Amanda Wolfe in her undergraduate research lab
December 19, 2023

Amanda Wolfe, professor of chemistry at the University of North Carolina Asheville, was one of eight recipients of the Henry Dreyfus Teacher-Scholar award for 2023, a first for her and for UNC Asheville’s Chemistry Department.

The award, bestowed by the Camille and Henry Dreyfus Foundation, honors young faculty in the chemical sciences who both hold a high standard of scholarship and show commitment to the education of undergraduates.

“This award really is about how you have excelled at both teaching and research at a predominantly undergraduate institution early in your career,” Wolfe said. “Instead of being a specific research grant for a specific topic, you’ve proven that you can do great work with students and students are having a huge benefit from working with you. So this gives an ability to really explore new areas by having something that’s unrestricted.”

Along with the award, Wolfe receives an unrestricted research grant of $75,000. Most of it, Wolfe said, will go toward paying the students who work in her lab a living wage. Because the funds are unrestricted, it does not have to go towards specific research, allowing students a chance to explore and gather preliminary data that could support future research grants.

“Everything will be to support students in their pursuit of research. Whether that’s directly paying them for their efforts to work essentially full-time in the summer or paying for them to have supplies they need because chemistry is a really high cost research field,” Wolfe said. “It’ll pay for funds for them to travel to present their work at regional and national conferences.
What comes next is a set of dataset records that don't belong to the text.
use std::net::SocketAddr;
use std::path::PathBuf;
use std::sync::Arc;
use std::time::Duration;

use clap::Parser;
use futures::StreamExt;
use tokio::sync::broadcast;
use tokio_util::sync::CancellationToken;
use tracing_subscriber::EnvFilter;
use uuid::Uuid;

use iglu_scheduler::broker::{
    MemoryBroker, QueueStore, RedisBroker, CHANNEL_BUILD, CHANNEL_NODE,
};
use iglu_scheduler::config::{BrokerConfig, ControllerConfig, ExecutorConfig, ExpirePolicy};
use iglu_scheduler::executor::BuildServer;
use iglu_scheduler::http::{self, ApiState};
use iglu_scheduler::ingest::{FileBuilderStore, Ingestor};
use iglu_scheduler::registry::NodeRegistry;
use iglu_scheduler::scheduler::job::{BuildChannelMessage, NodeChannelMessage};
use iglu_scheduler::scheduler::{ClaimCoordinator, Janitor};
use iglu_scheduler::shutdown::shutdown_token;

#[derive(Parser, Debug)]
#[command(name = "iglu-scheduler")]
#[command(version)]
#[command(about = "Distributed build-job orchestration for a Nix binary-cache platform")]
#[command(propagate_version = true)]
struct Args {
    #[command(subcommand)]
    command: Commands,
}

#[derive(clap::Subcommand, Debug)]
enum Commands {
    /// Run the controller (claim, webhook and cleanup API plus the janitor)
    Controller(ControllerArgs),

    /// Run a build node (executor WebSocket server)
    Node(NodeArgs),
}

#[derive(Parser, Debug)]
struct ControllerArgs {
    /// Address to serve the controller API on
    #[arg(long, default_value = "127.0.0.1:3000")]
    listen: SocketAddr,

    /// Shared operator secret for the cleanup/cancel/register/healthcheck endpoints
    #[arg(long)]
    operator_psk: String,

    /// JSON file with builder configurations (webhook tokens resolve against it)
    #[arg(long)]
    builders: Option<PathBuf>,

    /// Queue entries older than this many seconds are evicted by the janitor
    #[arg(long, default_value = "900")]
    staleness_window_secs: u64,

    /// Seconds between background janitor sweeps
    #[arg(long, default_value = "60")]
    sweep_interval_secs: u64,

    /// Mark the job row failed when the janitor evicts its queue entry
    #[arg(long)]
    mark_failed_on_expiry: bool,

    /// Upper bound of the claim jitter in milliseconds
    #[arg(long, default_value = "1000")]
    claim_jitter_ms: u64,

    #[command(flatten)]
    broker: BrokerArgs,
}

#[derive(Parser, Debug)]
struct NodeArgs {
    /// Address to serve the build connection on
    #[arg(long, default_value = "127.0.0.1:3001")]
    listen: SocketAddr,

    /// Stable identity this node registers and claims under
    #[arg(long)]
    node_id: String,

    /// Pre-shared secret for this node
    #[arg(long)]
    node_psk: String,

    /// Architectures this node builds for (comma-separated)
    #[arg(long, default_value = "x86_64", value_delimiter = ',')]
    arch: Vec<String>,

    /// Build driver invoked as `<program> --json <spec>`
    #[arg(long, default_value = "/usr/lib/iglu/build")]
    build_program: PathBuf,

    #[command(flatten)]
    broker: BrokerArgs,
}

#[derive(Parser, Debug)]
struct BrokerArgs {
    #[arg(long, default_value = "127.0.0.1")]
    redis_host: String,

    #[arg(long, default_value = "6379")]
    redis_port: u16,

    #[arg(long, default_value = "")]
    redis_user: String,

    #[arg(long, default_value = "")]
    redis_password: String,

    /// Use an in-memory queue store instead of Redis (single-process only)
    #[arg(long)]
    in_memory: bool,
}

impl BrokerArgs {
    async fn connect(&self) -> Result<Arc<dyn QueueStore>, Box<dyn std::error::Error>> {
        if self.in_memory {
            tracing::warn!("Using in-memory queue store; state is not shared across processes");
            return Ok(Arc::new(MemoryBroker::new()));
        }
        let cfg = BrokerConfig {
            user: self.redis_user.clone(),
            password: self.redis_password.clone(),
            host: self.redis_host.clone(),
            port: self.redis_port,
        };
        Ok(Arc::new(RedisBroker::connect(&cfg.url()).await?))
    }
}

#[tokio::main]
async fn main() -> Result<(), Box<dyn std::error::Error>> {
    tracing_subscriber::fmt()
        .with_env_filter(EnvFilter::try_from_default_env().unwrap_or_else(|_| EnvFilter::new("info")))
        .init();

    let args = Args::parse();
    let shutdown = shutdown_token();

    match args.command {
        Commands::Controller(args) => run_controller(args, shutdown).await,
        Commands::Node(args) => run_node(args, shutdown).await,
    }
}

async fn run_controller(
    args: ControllerArgs,
    shutdown: CancellationToken,
) -> Result<(), Box<dyn std::error::Error>> {
    let config = ControllerConfig {
        listen_addr: args.listen,
        operator_psk: args.operator_psk,
        staleness_window: Duration::from_secs(args.staleness_window_secs),
        sweep_interval: Duration::from_secs(args.sweep_interval_secs),
        claim_jitter_ms: args.claim_jitter_ms,
        builders_file: args.builders,
        expire_policy: if args.mark_failed_on_expiry {
            ExpirePolicy::MarkFailed
        } else {
            ExpirePolicy::LeaveCreated
        },
        ..Default::default()
    };

    let broker = args.broker.connect().await?;
    let registry = Arc::new(NodeRegistry::new(broker.clone()));
    let coordinator = Arc::new(ClaimCoordinator::new(
        registry.clone(),
        broker.clone(),
        config.claim_jitter_ms,
    ));
    let store = match &config.builders_file {
        Some(path) => FileBuilderStore::from_path(path)?,
        None => FileBuilderStore::empty(),
    };
    let ingestor = Arc::new(Ingestor::new(Arc::new(store), broker.clone()));
    let janitor = Arc::new(Janitor::new(
        broker.clone(),
        config.staleness_window,
        config.expire_policy,
    ));

    // Background janitor alongside the on-demand cleanup endpoint.
    let background_janitor = Janitor::new(broker, config.staleness_window, config.expire_policy);
    let janitor_shutdown = shutdown.clone();
    let sweep_interval = config.sweep_interval;
    tokio::spawn(async move {
        background_janitor.run(sweep_interval, janitor_shutdown).await;
    });

    let state = ApiState {
        registry,
        coordinator,
        ingestor,
        janitor,
        operator_psk: config.operator_psk.clone(),
        healthcheck_wait: config.healthcheck_wait,
    };

    let listener = tokio::net::TcpListener::bind(config.listen_addr).await?;
    tracing::info!(addr = %config.listen_addr, "Starting controller API");
    axum::serve(listener, http::router(state))
        .with_graceful_shutdown(async move { shutdown.cancelled().await })
        .await?;
    Ok(())
}

async fn run_node(
    args: NodeArgs,
    shutdown: CancellationToken,
) -> Result<(), Box<dyn std::error::Error>> {
    let config = ExecutorConfig {
        listen_addr: args.listen,
        node_id: args.node_id.clone(),
        node_psk: args.node_psk.clone(),
        arch: args.arch.clone(),
        build_program: args.build_program,
    };

    let broker = args.broker.connect().await?;
    let registry = NodeRegistry::new(broker.clone());
    registry
        .register(&config.node_id, &config.node_psk, config.arch.clone())
        .await?;

    let server = BuildServer::new(config.clone());

    tokio::spawn(forward_cancellations(
        broker.clone(),
        server.cancel_sender(),
        shutdown.clone(),
    ));
    tokio::spawn(answer_health_checks(
        broker,
        config.node_id.clone(),
        shutdown.clone(),
    ));

    server.run(shutdown).await?;
    Ok(())
}

/// Relay cancel broadcasts from the build channel into the executor.
async fn forward_cancellations(
    broker: Arc<dyn QueueStore>,
    cancel_tx: broadcast::Sender<Uuid>,
    shutdown: CancellationToken,
) {
    let mut stream = match broker.subscribe(CHANNEL_BUILD).await {
        Ok(stream) => stream,
        Err(e) => {
            tracing::error!(error = %e, "Failed to subscribe to build channel");
            return;
        }
    };
    loop {
        let msg = tokio::select! {
            msg = stream.next() => msg,
            _ = shutdown.cancelled() => break,
        };
        let Some(msg) = msg else { break };
        if let Ok(BuildChannelMessage::Cancel { job_id }) = serde_json::from_str(&msg) {
            // A send error only means no build is active right now.
            let _ = cancel_tx.send(job_id);
        }
    }
}

/// Respond to controller health checks addressed to this node.
async fn answer_health_checks(
    broker: Arc<dyn QueueStore>,
    node_id: String,
    shutdown: CancellationToken,
) {
    let mut stream = match broker.subscribe(CHANNEL_NODE).await {
        Ok(stream) => stream,
        Err(e) => {
            tracing::error!(error = %e, "Failed to subscribe to node channel");
            return;
        }
    };
    loop {
        let msg = tokio::select! {
            msg = stream.next() => msg,
            _ = shutdown.cancelled() => break,
        };
        let Some(msg) = msg else { break };
        match serde_json::from_str::<NodeChannelMessage>(&msg) {
            Ok(NodeChannelMessage::HealthCheck { target, .. }) if target == node_id => {
                let response = NodeChannelMessage::HealthCheck {
                    sender: node_id.clone(),
                    target: "controller".to_string(),
                };
                let Ok(payload) = serde_json::to_string(&response) else {
                    continue;
                };
                if let Err(e) = broker.publish(CHANNEL_NODE, &payload).await {
                    tracing::error!(error = %e, "Failed to answer health check");
                }
            }
            Ok(NodeChannelMessage::Deregister { target, .. }) if target == node_id => {
                tracing::warn!("Controller asked this node to deregister");
            }
            _ => {}
        }
    }
}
It also provides funds to be able to get new projects going, new collaborations that can then generate more funds.”

For Wolfe, teaching and research naturally go hand-in-hand. One of her lab classes has recently published two papers with students who contributed to the research in class.

“My whole department has the mentality that research is the highest form of teaching. Getting students to actually do high-impact, cutting-edge research is the best way for them to learn all of the foundations of chemistry,” Wolfe said. “We embed research into our entire curriculum from our first semester general chemistry lab all the way up until they’ve graduated.”

Contributing to undergraduate research gives students hands-on skills and confidence in what they are learning in lectures — benefits they reap even if they don’t plan on going into lab work.

“The biggest thing students realize when they’re able to do research is that they don’t have to be A-plus students to be able to have really insightful and meaningful contributions to science,” Wolfe said. “Anybody can contribute to this work if you’re willing to have an open mind about how you approach science.”

Wolfe is the 2022-2027 GlaxoSmithKline distinguished professor in molecular and chemical biology and has received a grant from the National Institutes of Health alongside Ryan Steed, associate professor of chemistry at UNC Asheville, to develop antibiotics to treat a currently treatment-resistant form of bacteria. Most of the research in Wolfe’s lab center’s around medicinal chemistry.

“I like being able to do really foundational science, but with a very direct application to a global need.” Wolfe said. “I would be extremely proud if some of my students went on to have huge impacts in these fields because they’re so capable and so amazing and they just need the opportunity.”